Hubs are real dumb and switches are slightly smarter and can lower the LAN traffic in certain cases by being selective in replicating the data.

Hubs are pretty much on the way out these days and switches are almost as cheap.

Reply to
$Bill

For the usual home user there is no real difference. Put a half dozen users on that LAN and the switch will increase throughput.

Reply to
Greg

switch: each port does not see other port's packets.
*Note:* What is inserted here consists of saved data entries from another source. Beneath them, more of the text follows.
#[cfg(test)]
mod tests {
    use super::*;
    use serde_json::json;

    #[test]
    fn test_error_message_precedence() {
        assert_eq!(
            error_message(&json!({"message": "m", "detail": "d"})).as_deref(),
            Some("m")
        );
        assert_eq!(
            error_message(&json!({"detail": "d", "error": "e"})).as_deref(),
            Some("d")
        );
        assert_eq!(error_message(&json!({"error": "e"})).as_deref(), Some("e"));
        assert_eq!(
            error_message(&json!({"detail": {"message": "nested"}})).as_deref(),
            Some("nested")
        );
        assert_eq!(error_message(&json!({"unrelated": 1})), None);
    }

    #[test]
    fn test_http_error_falls_back_to_status_line() {
        let err = http_error(503, b"", false);
        assert_eq!(err.to_string(), "HTTP 503: HTTP 503 Service Unavailable");

        let err = http_error(500, b"<html>oops</html>", false);
        assert!(matches!(err, Error::Http { ref message, .. } if message == "HTTP 500 Internal Server Error"));
    }

    #[test]
    fn test_http_error_raw_text_fallback() {
        let err = http_error(502, b"upstream exploded", true);
        assert!(matches!(err, Error::Http { ref message, .. } if message == "upstream exploded"));

        let err = http_error(404, br#"{"detail": "no such asset"}"#, true);
        match err {
            Error::Http {
                status,
                message,
                details,
            } => {
                assert_eq!(status, 404);
                assert_eq!(message, "no such asset");
                assert!(details.is_some());
            }
            other => panic!("unexpected error {:?}", other),
        }
    }

    #[test]
    fn test_endpoints() {
        assert_eq!(
            endpoints::collection_items("p", "blog_posts", "en-US"),
            "projects/p/collections/blog_posts/items?locale=en-US"
        );
        assert_eq!(
            endpoints::collection_item("p", "blog_posts", "p1", "en-US"),
            "projects/p/collections/blog_posts/items/p1?locale=en-US"
        );
        assert_eq!(endpoints::asset("p", "abc"), "projects/p/assets/abc");
    }

    #[test]
    fn test_binary_response_headers_case_insensitive() {
        let resp = BinaryResponse::ok(vec![1, 2], "image/png").with_header("Content-Length", "2");
        assert_eq!(resp.header("content-type"), Some("image/png"));
        assert_eq!(resp.header("CONTENT-LENGTH"), Some("2"));
        assert!(resp.is_success());
        assert!(!resp.clone().with_status(404).is_success());
    }

    #[test]
    fn test_http_fetcher_url_building() {
        let fetcher = HttpFetcher::new("https://cms.example.com/api/", Duration::from_secs(1))
            .expect("Failed to build fetcher");
        let url = fetcher
            .url(
                "projects/p/assets/a1",
                &[("width".to_string(), "300".to_string())],
            )
            .expect("Failed to build url");
        assert_eq!(
            url.as_str(),
            "https://cms.example.com/api/projects/p/assets/a1?width=300"
        );
    }

    #[test]
    fn test_http_fetcher_rejects_bad_base_url() {
        let err = HttpFetcher::new("not a url", Duration::from_secs(1)).unwrap_err();
        assert!(matches!(err, Error::ConfigError(_)));
    }

    #[tokio::test]
    async fn test_static_fetcher_routes_and_counts() {
        let fetcher = StaticFetcher::new()
            .with_json("a?locale=en-US", json!(["en"]))
            .with_json("a", json!(["any"]));

        assert_eq!(fetcher.get_json("a?locale=en-US").await.ok(), Some(json!(["en"])));
        assert_eq!(fetcher.get_json("a?locale=fr-FR").await.ok(), Some(json!(["any"])));
        assert_eq!(fetcher.call_count(), 2);
        assert_eq!(fetcher.calls_to("a?locale=fr-FR"), 1);
    }

    #[tokio::test]
    async fn test_static_fetcher_unrouted_is_404() {
        let fetcher = StaticFetcher::new();
        let err = fetcher.get_json("nowhere").await.unwrap_err();
        assert!(err.is_not_found());
    }

    #[tokio::test]
    async fn test_fetch_as_shape_mismatch() {
        let fetcher = StaticFetcher::new().with_json("n", json!(5));
        let result: Result<Vec<String>> = fetch_as(&fetcher, "n").await;
        assert!(matches!(result, Err(Error::DeserializationError(_))));
    }
}
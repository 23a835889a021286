//! Content items and their open field bag.

use serde::de::DeserializeOwned;
use serde::{Deserialize, Deserializer, Serialize};
use serde_json::{Map, Value};

/// Trait that every item type a collection can be queried as must implement.
///
/// [`CollectionItem`] covers the wire shape; implement this for your own
/// types to query collections with stronger typing.
///
/// # Example
///
/// ```
/// use content_kit::ContentItem;
/// use serde::{Deserialize, Serialize};
/// use serde_json::{Map, Value};
///
/// #[derive(Clone, Serialize, Deserialize)]
/// struct Post {
///     id: String,
///     data: Map<String, Value>,
/// }
///
/// impl ContentItem for Post {
///     fn id(&self) -> &str {
///         &self.id
///     }
///
///     fn field(&self, name: &str) -> Option<&Value> {
///         self.data.get(name).filter(|v| !v.is_null())
///     }
/// }
/// ```
pub trait ContentItem: Clone + Send + Sync + Serialize + DeserializeOwned + 'static {
    /// Identifier of the item within its collection.
    fn id(&self) -> &str;

    /// Look up a field of the item's data. Missing and `null` fields are `None`.
    fn field(&self, name: &str) -> Option<&Value>;
}

/// Open string-keyed map of an item's field values.
#[derive(Clone, Debug, Default, PartialEq, Serialize, Deserialize)]
#[serde(transparent)]
pub struct ItemData(Map<String, Value>);

impl ItemData {
    pub fn new() -> Self {
        Self::default()
    }

    /// The value of `name`, or `None` when absent or `null`.
    pub fn get(&self, name: &str) -> Option<&Value> {
        self.0.get(name).filter(|v| !v.is_null())
    }

    /// The value of `name` when it is a string.
    pub fn get_str(&self, name: &str) -> Option<&str> {
        self.get(name).and_then(Value::as_str)
    }

    pub fn insert(&mut self, name: &str, value: impl Into<Value>) {
        self.0.insert(name.to_string(), value.into());
    }

    pub fn len(&self) -> usize {
        self.0.len()
    }

    pub fn is_empty(&self) -> bool {
        self.0.is_empty()
    }

    pub fn iter(&self) -> impl Iterator<Item = (&String, &Value)> {
        self.0.iter()
    }
}

impl From<Map<String, Value>> for ItemData {
    fn from(map: Map<String, Value>) -> Self {
        ItemData(map)
    }
}

/// One published content record as returned by the API.
#[derive(Clone, Debug, PartialEq, Serialize, Deserialize)]
pub struct CollectionItem {
    #[serde(deserialize_with = "string_or_number")]
    pub id: String,
    #[serde(default)]
    pub data: ItemData,
    #[serde(default, skip_serializing_if = "Option::is_none")]
    pub locale: Option<String>,
}

impl CollectionItem {
    pub fn new(id: &str) -> Self {
        CollectionItem {
            id: id.to_string(),
            data: ItemData::new(),
            locale: None,
        }
    }

    pub fn with_field(mut self, name: &str, value: impl Into<Value>) -> Self {
        self.data.insert(name, value);
        self
    }

    pub fn with_locale(mut self, locale: &str) -> Self {
        self.locale = Some(locale.to_string());
        self
    }
}

impl ContentItem for CollectionItem {
    fn id(&self) -> &str {
        &self.id
    }

    fn field(&self, name: &str) -> Option<&Value> {
        self.data.get(name)
    }
}

fn string_or_number<'de, D: Deserializer<'de>>(deserializer: D) -> Result<String, D::Error> {
    match Value::deserialize(deserializer)? {
        Value::String(s) => Ok(s),
        Value::Number(n) => Ok(n.to_string()),
        other => Err(serde::de::Error::custom(format!(
            "expected string or number id, got {}",
            other
        ))),
    }
}
//! # content-kit
//!
//! A cached, fluent client for querying published content collections and
//! their binary assets.
//!
//! ## Features
//!
//! - **Fluent queries:** `client.collection("blog_posts")?.first().await?`
//! - **Transparent caching:** every query result is cached with a TTL in
//!   persistent, session or in-memory storage, with automatic fallback
//! - **Locale aware:** content and its cache entries are scoped per locale;
//!   assets are not
//! - **One result type:** single items and lists share field access, asset
//!   URL synthesis and iteration through [`CollectionResult`]
//! - **Best-effort cache:** storage failures degrade to cache misses and
//!   never fail a query
//! - **Pluggable transport:** [`HttpFetcher`] in production, [`StaticFetcher`]
//!   in tests, or your own [`Fetcher`]
//!
//! ## Quick Start
//!
//! ```
//! use content_kit::{AssetOptions, CacheConfig, Client, ClientConfig, QueryOptions, StaticFetcher};
//! use content_kit::storage::StorageKind;
//! use serde_json::json;
//! use std::sync::Arc;
//!
//! # #[tokio::main(flavor = "current_thread")]
//! # async fn main() -> content_kit::Result<()> {
//! let fetcher = StaticFetcher::new().with_json(
//!     "projects/my-project/collections/blog_posts/items?locale=en-US",
//!     json!([{"id": "p1", "data": {"title": "Hello", "cover": "img1"}, "locale": "en-US"}]),
//! );
//! let config = ClientConfig::new("my-project", "https://cms.example.com/api")
//!     .with_cache(CacheConfig::default().with_storage(StorageKind::Memory));
//! let client = Client::with_fetcher(config, Arc::new(fetcher))?;
//!
//! let posts = client.collection("blog_posts")?;
//! let latest = posts.first().await?;
//! assert_eq!(latest.field("title").single(), Some(&json!("Hello")));
//!
//! let recent = posts.many(&QueryOptions::new().with_limit(5)).await?;
//! assert_eq!(recent.count(), 1);
//!
//! let cover = latest.asset_url("cover", &AssetOptions::new().with_width(300))?;
//! assert_eq!(
//!     cover.single(),
//!     Some("https://cms.example.com/api/projects/my-project/assets/img1?width=300")
//! );
//! # Ok(())
//! # }
//! ```
//!
//! ## Logging
//!
//! The crate logs through the [`log`](https://docs.rs/log) facade. Install
//! any logger (e.g. `env_logger`) and set `RUST_LOG=content_kit=debug` to see
//! cache hits, misses and fetches.

#[macro_use]
extern crate log;

pub mod asset;
pub mod cache;
pub mod client;
pub mod collection;
pub mod config;
pub mod error;
pub mod fetch;
pub mod item;
pub mod key;
pub mod observability;
pub mod result;
pub mod serialization;
pub mod storage;
pub mod validate;

// Re-exports for convenience
pub use asset::{AssetData, AssetManager, AssetOptions};
pub use cache::Cache;
pub use client::Client;
pub use collection::{CollectionInfo, CollectionQuery, QueryOptions};
pub use config::{CacheConfig, ClientConfig};
pub use error::{Error, Result};
pub use fetch::{BinaryResponse, Fetcher, HttpFetcher, StaticFetcher};
pub use item::{CollectionItem, ContentItem, ItemData};
pub use result::{AssetDownloads, AssetUrls, CollectionResult, FieldValues, Payload};

/// Library version
pub const VERSION: &str = env!("CARGO_PKG_VERSION");
//! HTTP transport tests against a local axum server.

use axum::extract::{Path, Query};
use axum::http::{header, StatusCode};
use axum::response::IntoResponse;
use axum::routing::get;
use axum::{Json, Router};
use content_kit::fetch::{Fetcher, HttpFetcher};
use content_kit::storage::StorageKind;
use content_kit::{AssetOptions, CacheConfig, Client, ClientConfig, Error};
use serde_json::{json, Value};
use std::collections::HashMap;
use std::net::SocketAddr;
use std::time::Duration;

async fn list_items(
    Path(slug): Path<String>,
    Query(query): Query<HashMap<String, String>>,
) -> impl IntoResponse {
    let locale = query.get("locale").cloned().unwrap_or_default();
    match slug.as_str() {
        "posts" => Json(json!([
            {"id": "p1", "data": {"title": format!("Hello {}", locale)}, "locale": locale}
        ]))
        .into_response(),
        "broken" => (
            StatusCode::INTERNAL_SERVER_ERROR,
            Json(json!({"detail": {"message": "database unavailable"}})),
        )
            .into_response(),
        _ => (StatusCode::NOT_FOUND, Json(json!({"message": "no such collection"}))).into_response(),
    }
}

async fn get_item(Path((_slug, id)): Path<(String, String)>) -> impl IntoResponse {
    if id == "p1" {
        Json(json!({"id": "p1", "data": {"title": "Hello"}})).into_response()
    } else {
        (StatusCode::NOT_FOUND, "not here").into_response()
    }
}

async fn get_asset(
    Path(id): Path<String>,
    Query(query): Query<HashMap<String, String>>,
) -> impl IntoResponse {
    match id.as_str() {
        "logo" => {
            let width = query.get("width").cloned().unwrap_or_else(|| "orig".to_string());
            (
                [
                    (header::CONTENT_TYPE, "image/png".to_string()),
                    (
                        header::CONTENT_DISPOSITION,
                        format!("inline; filename=\"logo-{}.png\"", width),
                    ),
                ],
                vec![0x89u8, b'P', b'N', b'G'],
            )
                .into_response()
        }
        "slow" => {
            tokio::time::sleep(Duration::from_secs(2)).await;
            (StatusCode::OK, "late").into_response()
        }
        _ => (StatusCode::FORBIDDEN, "asset is private").into_response(),
    }
}

async fn spawn_server() -> SocketAddr {
    let app = Router::new()
        .route("/api/projects/proj/collections/{slug}/items", get(list_items))
        .route("/api/projects/proj/collections/{slug}/items/{id}", get(get_item))
        .route("/api/projects/proj/assets/{id}", get(get_asset));

    let listener = tokio::net::TcpListener::bind("127.0.0.1:0")
        .await
        .expect("Failed to bind listener");
    let addr = listener.local_addr().expect("Failed to read local addr");
    tokio::spawn(async move {
        axum::serve(listener, app).await.expect("Server failed");
    });
    addr
}

fn base_url(addr: SocketAddr) -> String {
    format!("http://{}/api", addr)
}

fn client(addr: SocketAddr, namespace: &str) -> Client {
    let config = ClientConfig::new("proj", &base_url(addr)).with_cache(
        CacheConfig::default()
            .with_storage(StorageKind::Memory)
            .with_namespace(namespace),
    );
    Client::new(config).expect("Failed to build client")
}

#[tokio::test]
async fn test_get_json_and_error_translation() {
    let addr = spawn_server().await;
    let fetcher =
        HttpFetcher::new(&base_url(addr), Duration::from_secs(5)).expect("Failed to build fetcher");

    let body: Value = fetcher
        .get_json("projects/proj/collections/posts/items?locale=en-US")
        .await
        .expect("Request should succeed");
    assert_eq!(body[0]["data"]["title"], "Hello en-US");

    let err = fetcher
        .get_json("projects/proj/collections/broken/items?locale=en-US")
        .await
        .unwrap_err();
    match err {
        Error::Http {
            status,
            message,
            details,
        } => {
            assert_eq!(status, 500);
            assert_eq!(message, "database unavailable");
            assert!(details.is_some());
        }
        other => panic!("unexpected error {:?}", other),
    }

    let err = fetcher
        .get_json("projects/proj/collections/posts/items/zzz?locale=en-US")
        .await
        .unwrap_err();
    assert!(err.is_not_found());
    assert!(matches!(err, Error::Http { ref message, .. } if message == "HTTP 404 Not Found"));
}

#[tokio::test]
async fn test_client_over_http() {
    let addr = spawn_server().await;
    let client = client(addr, "http-client");
    let posts = client.collection("posts").expect("Failed to build query");

    let first = posts.first().await.expect("Query should succeed");
    assert_eq!(first.field("title").single(), Some(&json!("Hello en-US")));

    let item = posts.item("p1").await.expect("Query should succeed");
    assert_eq!(item.ids(), vec!["p1"]);

    let missing = posts.item("nope").await.expect("404 should not error");
    assert!(missing.is_empty());

    let info = posts.collection_info().await.expect("Query should succeed");
    assert_eq!(info.item_count, 1);
}

#[tokio::test]
async fn test_download_asset_over_http() {
    let addr = spawn_server().await;
    let client = client(addr, "http-asset");

    let asset = client
        .download_asset("logo", &AssetOptions::new().with_width(64))
        .await
        .expect("Download should succeed");
    assert_eq!(asset.bytes, vec![0x89, b'P', b'N', b'G']);
    assert_eq!(asset.content_type, "image/png");
    assert_eq!(asset.content_length, 4);
    assert_eq!(asset.file_name.as_deref(), Some("logo-64.png"));

    let err = client
        .download_asset("secret", &AssetOptions::default())
        .await
        .unwrap_err();
    assert_eq!(err.status(), Some(403));
    assert!(matches!(err, Error::Http { ref message, .. } if message == "asset is private"));
}

#[tokio::test]
async fn test_timeout_is_per_request() {
    let addr = spawn_server().await;
    let fetcher = HttpFetcher::new(&base_url(addr), Duration::from_millis(200))
        .expect("Failed to build fetcher");

    let err = fetcher
        .get_binary("projects/proj/assets/slow", &[])
        .await
        .unwrap_err();
    assert!(err.is_timeout());

    let ok = fetcher
        .get_binary("projects/proj/assets/logo", &[])
        .await
        .expect("Request should succeed");
    assert!(ok.is_success());
}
hub: each port's packets are seen on all ports and packets on one port can collide with other ports, causing more retransmission.

Reply to
Bit Twister

They do have some latency, due to reclocking the signal. However, it's very small compared to switches.

Reply to
James Knott

The best answer.

To add to it...

An Ethernet Switch (E-switch) breaks up each port into separate Collision Domains while hubs have just one collision domain and are basically multi-ported repeaters. E-switches on the other hand allow a node connected to a switched port to work in Full-Duplex mode and turns off the collision detection is the Ethernet standard Carrier Sense with Multiple Access (CSMA) with Collision Detection (CD). Thus a node connected to an E-switched port can send and receive at the same time. Thus a 100Mb/s NIC can have an maximum transfer rate of

200Mb/s. Since each port has its own collision domain, there are less retransmissions of sent packets, the overall effectiveness of the LAN is increased. However, on most SOHO Routers or on many cheap E-switches, the latency of the switch can offset that effectiveness. Hubs just re-time and send the signal and don't introduce a delay factor otherwise known as latency. E-switches on the other hand do introduce latency. A good switch might be rated at less than 10ns a cheap switch might be rated at 40~100ns. While that might not seem much, that is for each packet sent/received and if your sending thousands of packets it adds up.

Like a hub, there is a cross-over (X-MDI) or not crossed-over (MDI) port or a physical switch to change the state of a port from MDI to X-MDI. This uplink port allows the E-switch to be chained with others.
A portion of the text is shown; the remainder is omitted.